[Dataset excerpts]
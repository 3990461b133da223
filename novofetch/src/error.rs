//! Application-wide error types.

use thiserror::Error;

/// Application-wide result type.
pub type Result<T> = std::result::Result<T, Error>;

/// Application-wide error type.
///
/// Stage failures carry the external tool's diagnostic output verbatim;
/// `error_message` on the task record is derived from these.
#[derive(Error, Debug)]
pub enum Error {
    #[error("Configuration error: {0}")]
    Configuration(String),

    #[error("Login failed: {0}")]
    Authentication(String),

    #[error("Listing remote files failed: {0}")]
    Enumeration(String),

    #[error("{0}")]
    Transfer(String),

    #[error("{operation} timed out after {secs}s")]
    Timeout { operation: String, secs: u64 },

    #[error("Entity not found: {entity_type} with id {id}")]
    NotFound { entity_type: String, id: String },

    #[error("Invalid state: task {id} is {status}")]
    InvalidState { id: String, status: String },

    #[error("Validation error: {0}")]
    Validation(String),

    #[error("IO error: {0}")]
    Io(#[from] std::io::Error),

    #[error("Serialization error: {0}")]
    Serialization(#[from] serde_json::Error),

    #[error("{0}")]
    Other(String),
}

impl Error {
    pub fn not_found(entity_type: impl Into<String>, id: impl Into<String>) -> Self {
        Self::NotFound {
            entity_type: entity_type.into(),
            id: id.into(),
        }
    }

    pub fn invalid_state(id: impl Into<String>, status: impl Into<String>) -> Self {
        Self::InvalidState {
            id: id.into(),
            status: status.into(),
        }
    }

    pub fn timeout(operation: impl Into<String>, secs: u64) -> Self {
        Self::Timeout {
            operation: operation.into(),
            secs,
        }
    }

    pub fn validation(msg: impl Into<String>) -> Self {
        Self::Validation(msg.into())
    }

    pub fn config(msg: impl Into<String>) -> Self {
        Self::Configuration(msg.into())
    }
}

▸ **EXERCISE OBJECTIVE**:
Task for the records above: copy every line in which the word "failed" occurs.

▸ **ANSWER TO THE EXERCISE**:
    #[error("Login failed: {0}")]
    #[error("Listing remote files failed: {0}")]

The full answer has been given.